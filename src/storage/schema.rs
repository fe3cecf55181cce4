//! Database schema and migrations.

use anyhow::Result;
use rusqlite::Connection;

pub const SCHEMA_VERSION: i64 = 1;

/// Run all pending migrations.
pub fn migrate(conn: &Connection) -> Result<()> {
    conn.execute_batch(
        "CREATE TABLE IF NOT EXISTS schema_version (
            version INTEGER PRIMARY KEY,
            applied_at TEXT NOT NULL DEFAULT (datetime('now'))
        );

        CREATE TABLE IF NOT EXISTS sites (
            id TEXT PRIMARY KEY,
            url TEXT NOT NULL,
            display_name TEXT NOT NULL,
            check_frequency TEXT NOT NULL DEFAULT 'daily',
            status TEXT,
            alert_email TEXT,
            priority TEXT,
            created_at TEXT NOT NULL DEFAULT (datetime('now')),
            updated_at TEXT NOT NULL DEFAULT (datetime('now'))
        );

        -- Append-only. tested_at is RFC 3339 UTC with milliseconds, so it sorts as text.
        CREATE TABLE IF NOT EXISTS test_results (
            id TEXT PRIMARY KEY,
            site_id TEXT NOT NULL,
            url TEXT NOT NULL,
            tested_at TEXT NOT NULL,
            status TEXT NOT NULL,
            performance_score INTEGER NOT NULL,
            load_time_ms INTEGER NOT NULL,
            alert_sent INTEGER NOT NULL DEFAULT 0,
            result_json TEXT NOT NULL
        );

        CREATE INDEX IF NOT EXISTS idx_test_results_site_time
            ON test_results (site_id, tested_at DESC, id DESC);
        CREATE INDEX IF NOT EXISTS idx_test_results_time
            ON test_results (tested_at DESC);",
    )?;

    conn.execute(
        "INSERT OR IGNORE INTO schema_version (version) VALUES (?1)",
        [SCHEMA_VERSION],
    )?;

    Ok(())
}

#[cfg(test)]
mod tests {
    use super::*;

    #[test]
    fn test_migrate_is_idempotent() {
        let conn = Connection::open_in_memory().unwrap();
        migrate(&conn).unwrap();
        migrate(&conn).unwrap();

        let version: i64 = conn
            .query_row("SELECT MAX(version) FROM schema_version", [], |r| r.get(0))
            .unwrap();
        assert_eq!(version, SCHEMA_VERSION);

        let tables: i64 = conn
            .query_row(
                "SELECT COUNT(*) FROM sqlite_master WHERE type = 'table' AND name IN ('sites', 'test_results')",
                [],
                |r| r.get(0),
            )
            .unwrap();
        assert_eq!(tables, 2);
    }
}
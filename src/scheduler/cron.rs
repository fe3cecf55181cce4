use std::str::FromStr;

use anyhow::{anyhow, Result};
use chrono::{DateTime, Duration, Utc};
use cron::Schedule as CronSchedule;

/// Longest list `preview` returns.
pub const MAX_PREVIEW_RUNS: usize = 1_000;

/// When the scheduled monitoring sweep fires. Times are UTC.
#[derive(Debug, Clone)]
pub struct MonitoringSchedule {
    expression: String,
    schedule: CronSchedule,
}

/// Accept classic 5-field crontab lines by prepending a seconds field.
pub fn normalize_expression(expr: &str) -> String {
    let expr = expr.trim();
    if expr.split_whitespace().count() == 5 {
        format!("0 {}", expr)
    } else {
        expr.to_string()
    }
}

impl MonitoringSchedule {
    pub fn parse(expr: &str) -> Result<Self> {
        let expression = normalize_expression(expr);
        let schedule = CronSchedule::from_str(&expression)
            .map_err(|e| anyhow!("Invalid cron expression '{}': {}", expr, e))?;
        Ok(Self {
            expression,
            schedule,
        })
    }

    pub fn expression(&self) -> &str {
        &self.expression
    }

    pub fn next_after(&self, after: DateTime<Utc>) -> Option<DateTime<Utc>> {
        self.schedule.after(&after).next()
    }

    /// Every occurrence in the next `hours` hours, at most [`MAX_PREVIEW_RUNS`].
    pub fn preview(&self, from: DateTime<Utc>, hours: u64) -> Vec<DateTime<Utc>> {
        let end = i64::try_from(hours)
            .ok()
            .and_then(Duration::try_hours)
            .and_then(|span| from.checked_add_signed(span))
            .unwrap_or(DateTime::<Utc>::MAX_UTC);
        self.schedule
            .after(&from)
            .take_while(|t| *t <= end)
            .take(MAX_PREVIEW_RUNS)
            .collect()
    }
}

#[cfg(test)]
mod tests {
    use super::*;

    fn at(s: &str) -> DateTime<Utc> {
        DateTime::parse_from_rfc3339(s).unwrap().with_timezone(&Utc)
    }

    #[test]
    fn test_five_field_expressions_gain_seconds() {
        assert_eq!(normalize_expression("0 8 * * *"), "0 0 8 * * *");
        assert_eq!(normalize_expression(" 0 0 8 * * * "), "0 0 8 * * *");
    }

    #[test]
    fn test_daily_schedule() {
        let schedule = MonitoringSchedule::parse("0 8 * * *").unwrap();
        let next = schedule.next_after(at("2026-03-01T09:00:00Z")).unwrap();
        assert_eq!(next, at("2026-03-02T08:00:00Z"));
    }

    #[test]
    fn test_preview_window() {
        let schedule = MonitoringSchedule::parse("0 0 */6 * * *").unwrap();
        let runs = schedule.preview(at("2026-03-01T00:30:00Z"), 24);
        assert_eq!(runs.len(), 4);
        assert_eq!(runs[0], at("2026-03-01T06:00:00Z"));
    }

    #[test]
    fn test_preview_with_unbounded_horizon() {
        let schedule = MonitoringSchedule::parse("0 8 * * *").unwrap();
        let runs = schedule.preview(at("2026-03-01T09:00:00Z"), u64::MAX);
        assert_eq!(runs[0], at("2026-03-02T08:00:00Z"));
        assert!(runs.len() <= MAX_PREVIEW_RUNS);
    }

    #[test]
    fn test_invalid_expression() {
        assert!(MonitoringSchedule::parse("every morning").is_err());
    }
}
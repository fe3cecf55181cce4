//! API layer -- axum routes, handlers, and middleware.

mod error;
mod routes;
pub mod state;

pub use self::error::ApiError;
pub use self::routes::{history_limit, parse_period};

use self::state::AppState;
use axum::http::{HeaderValue, Method};
use axum::Router;
use tower_http::cors::{AllowOrigin, Any, CorsLayer};
use tower_http::trace::TraceLayer;
use tracing::warn;

/// Build the application router with all API routes.
pub fn router(state: AppState) -> Router {
    let cors = cors_layer(&state.config.server.frontend_url);

    Router::new()
        .nest("/api", routes::api_routes())
        .fallback(fallback)
        .layer(cors)
        .layer(TraceLayer::new_for_http())
        .with_state(state)
}

fn cors_layer(frontend_url: &str) -> CorsLayer {
    let origin = match frontend_url.trim_end_matches('/').parse::<HeaderValue>() {
        Ok(origin) if frontend_url != "*" => AllowOrigin::exact(origin),
        Ok(_) => AllowOrigin::any(),
        Err(e) => {
            warn!(frontend_url, error = %e, "Invalid frontend URL, allowing any origin");
            AllowOrigin::any()
        }
    };

    CorsLayer::new()
        .allow_origin(origin)
        .allow_methods([Method::GET, Method::POST, Method::PUT, Method::OPTIONS])
        .allow_headers(Any)
}

async fn fallback() -> (axum::http::StatusCode, &'static str) {
    (axum::http::StatusCode::NOT_FOUND, "not found")
}
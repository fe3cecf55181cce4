//! Shared fixtures: a scripted in-memory browser and temporary SQLite stores.

#![allow(dead_code)]

use std::collections::HashMap;
use std::sync::atomic::{AtomicUsize, Ordering};
use std::sync::{Arc, Mutex};
use std::time::Duration;

use async_trait::async_trait;
use funnelwatch::browser::{
    BrowserError, BrowserSession, DeviceProfile, NavigationOutcome, PageScript, SessionFactory,
    WaitCondition,
};
use funnelwatch::config::{AppConfig, ProbeConfig};
use funnelwatch::storage::sqlite::SqliteStore;
use funnelwatch::storage::{NewSite, RecordStore};
use funnelwatch::Services;
use serde_json::{json, Value};
use tempfile::TempDir;

/// What every session opened by a [`FakeBrowser`] does.
#[derive(Debug, Clone, Default)]
pub struct PageScriptResults {
    /// Navigation fails on every attempt.
    pub unreachable: bool,
    /// Navigation fails only in mobile sessions.
    pub mobile_unreachable: bool,
    pub http_status: Option<u16>,
    /// Simulated navigation time.
    pub load_delay: Duration,
    /// Results keyed by [`PageScript::name`]; a missing key makes the script fail.
    pub scripts: HashMap<&'static str, Value>,
    /// Errors the page throws while it loads. Only a capture preloaded
    /// before navigation sees them.
    pub load_errors: Vec<String>,
}

impl PageScriptResults {
    /// A small, fast, well-formed landing page.
    pub fn healthy_page() -> Self {
        let mut scripts = HashMap::new();
        scripts.insert("navigation-timing", json!({"domContentLoaded": 120, "loadComplete": 180}));
        scripts.insert("install-error-capture", Value::Null);
        scripts.insert(
            "form-scan",
            json!({"forms": 1, "emailInputs": 1, "textInputs": 1, "textareas": 1,
                   "submitButtons": 1, "contactBlocks": 0}),
        );
        scripts.insert("fill-inputs", json!({"filled": ["email", "name"], "submitBlocked": true}));
        scripts.insert(
            "cta-scan",
            json!({"buttons": 2, "ctaLinks": 1, "textCtas": 0, "sampled": 3, "clickable": 3}),
        );
        scripts.insert("tracking", json!(["Facebook Pixel", "Google Tag Manager"]));
        scripts.insert("page-errors", json!([]));
        scripts.insert("collect-links", json!([]));
        scripts.insert("image-scan", json!({"total": 4, "broken": []}));
        scripts.insert("viewport-meta", json!({"present": true, "content": "width=device-width"}));

        Self {
            http_status: Some(200),
            scripts,
            ..Default::default()
        }
    }

    pub fn with_script(mut self, name: &'static str, value: Value) -> Self {
        self.scripts.insert(name, value);
        self
    }
}

/// One recorded navigation call.
#[derive(Debug, Clone, PartialEq, Eq)]
pub struct NavigationCall {
    pub profile: String,
    pub wait: WaitCondition,
    pub timeout: Duration,
}

#[derive(Debug, Default)]
pub struct BrowserLog {
    pub opened: AtomicUsize,
    pub closed: AtomicUsize,
    live: AtomicUsize,
    pub max_live: AtomicUsize,
    pub navigations: Mutex<Vec<NavigationCall>>,
    pub scripts_run: Mutex<Vec<&'static str>>,
    pub preloads: Mutex<Vec<&'static str>>,
}

impl BrowserLog {
    pub fn opened(&self) -> usize {
        self.opened.load(Ordering::SeqCst)
    }

    pub fn closed(&self) -> usize {
        self.closed.load(Ordering::SeqCst)
    }

    pub fn max_live(&self) -> usize {
        self.max_live.load(Ordering::SeqCst)
    }

    pub fn navigations(&self) -> Vec<NavigationCall> {
        self.navigations.lock().unwrap().clone()
    }

    pub fn scripts_run(&self) -> Vec<&'static str> {
        self.scripts_run.lock().unwrap().clone()
    }

    pub fn preloads(&self) -> Vec<&'static str> {
        self.preloads.lock().unwrap().clone()
    }
}

/// Session factory whose pages answer from a fixed script table.
pub struct FakeBrowser {
    page: PageScriptResults,
    pub log: Arc<BrowserLog>,
}

impl FakeBrowser {
    pub fn new(page: PageScriptResults) -> Arc<Self> {
        Arc::new(Self {
            page,
            log: Arc::new(BrowserLog::default()),
        })
    }
}

#[async_trait]
impl SessionFactory for FakeBrowser {
    async fn open(&self, profile: &DeviceProfile) -> Result<Box<dyn BrowserSession>, BrowserError> {
        self.log.opened.fetch_add(1, Ordering::SeqCst);
        let live = self.log.live.fetch_add(1, Ordering::SeqCst) + 1;
        self.log.max_live.fetch_max(live, Ordering::SeqCst);

        Ok(Box::new(FakeSession {
            profile: profile.name.clone(),
            page: self.page.clone(),
            log: self.log.clone(),
            capture_preloaded: false,
            captured: Vec::new(),
        }))
    }
}

struct FakeSession {
    profile: String,
    page: PageScriptResults,
    log: Arc<BrowserLog>,
    capture_preloaded: bool,
    /// Load-time errors recorded by a preloaded capture.
    captured: Vec<String>,
}

#[async_trait]
impl BrowserSession for FakeSession {
    async fn navigate(
        &mut self,
        url: &str,
        wait: WaitCondition,
        timeout: Duration,
    ) -> Result<NavigationOutcome, BrowserError> {
        self.log.navigations.lock().unwrap().push(NavigationCall {
            profile: self.profile.clone(),
            wait,
            timeout,
        });

        if !self.page.load_delay.is_zero() {
            tokio::time::sleep(self.page.load_delay).await;
        }

        let unreachable =
            self.page.unreachable || (self.page.mobile_unreachable && self.profile == "mobile");
        if unreachable {
            return Err(BrowserError::Timeout {
                url: url.to_string(),
                timeout_ms: timeout.as_millis() as u64,
            });
        }

        if self.capture_preloaded {
            self.captured.extend(self.page.load_errors.iter().cloned());
        }

        Ok(NavigationOutcome {
            http_status: self.page.http_status,
            final_url: Some(url.to_string()),
        })
    }

    async fn preload(&mut self, script: &PageScript) -> Result<(), BrowserError> {
        self.log.preloads.lock().unwrap().push(script.name());
        if *script == PageScript::InstallErrorCapture {
            self.capture_preloaded = true;
        }
        Ok(())
    }

    async fn evaluate(&mut self, script: &PageScript) -> Result<Value, BrowserError> {
        self.log.scripts_run.lock().unwrap().push(script.name());
        let value = self
            .page
            .scripts
            .get(script.name())
            .cloned()
            .ok_or_else(|| BrowserError::Script {
                script: script.name(),
                reason: "not scripted".to_string(),
            })?;

        if *script == PageScript::PageErrors {
            let mut errors: Vec<Value> = self.captured.iter().map(|e| json!(e)).collect();
            errors.extend(value.as_array().cloned().unwrap_or_default());
            return Ok(Value::Array(errors));
        }
        Ok(value)
    }

    async fn screenshot(&mut self) -> Result<Vec<u8>, BrowserError> {
        Ok(vec![0x89, b'P', b'N', b'G'])
    }

    async fn close(self: Box<Self>) -> Result<(), BrowserError> {
        self.log.closed.fetch_add(1, Ordering::SeqCst);
        self.log.live.fetch_sub(1, Ordering::SeqCst);
        Ok(())
    }
}

/// Probe settings with every wait shortened and nothing touching the network.
pub fn fast_probe_config() -> ProbeConfig {
    ProbeConfig {
        timeout_ms: 1_000,
        navigation_attempts: 3,
        settle_delay_ms: 0,
        check_links: false,
        screenshot_dir: None,
        ..ProbeConfig::default()
    }
}

pub fn test_config() -> AppConfig {
    let mut config = AppConfig::default();
    config.probe = fast_probe_config();
    config.queue.poll_interval_ms = 10;
    config.monitoring.delay_between_sites_ms = 0;
    config.alerts.webhook_url = None;
    config
}

/// A fresh SQLite store; keep the directory alive for the test's duration.
pub fn temp_store() -> (TempDir, Arc<dyn RecordStore>) {
    let dir = tempfile::tempdir().unwrap();
    let store = SqliteStore::open(&dir.path().join("funnelwatch.db")).unwrap();
    (dir, Arc::new(store))
}

pub async fn add_site(store: &Arc<dyn RecordStore>, name: &str, url: &str) -> String {
    store
        .add_site(NewSite {
            display_name: name.to_string(),
            url: url.to_string(),
            check_frequency: "daily".to_string(),
        })
        .await
        .unwrap()
        .id
}

/// Services over a temp store and a fake browser.
pub fn test_services(page: PageScriptResults) -> (TempDir, Services, Arc<FakeBrowser>) {
    let (dir, store) = temp_store();
    let browser = FakeBrowser::new(page);
    let services = Services::with_parts(test_config(), store, browser.clone()).unwrap();
    (dir, services, browser)
}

● **Problem**
For an answer, give a copy of every line in the listing that holds the word "DeviceProfile".

● **Task result**
    BrowserError, BrowserSession, DeviceProfile, NavigationOutcome, PageScript, SessionFactory,
    async fn open(&self, profile: &DeviceProfile) -> Result<Box<dyn BrowserSession>, BrowserError> {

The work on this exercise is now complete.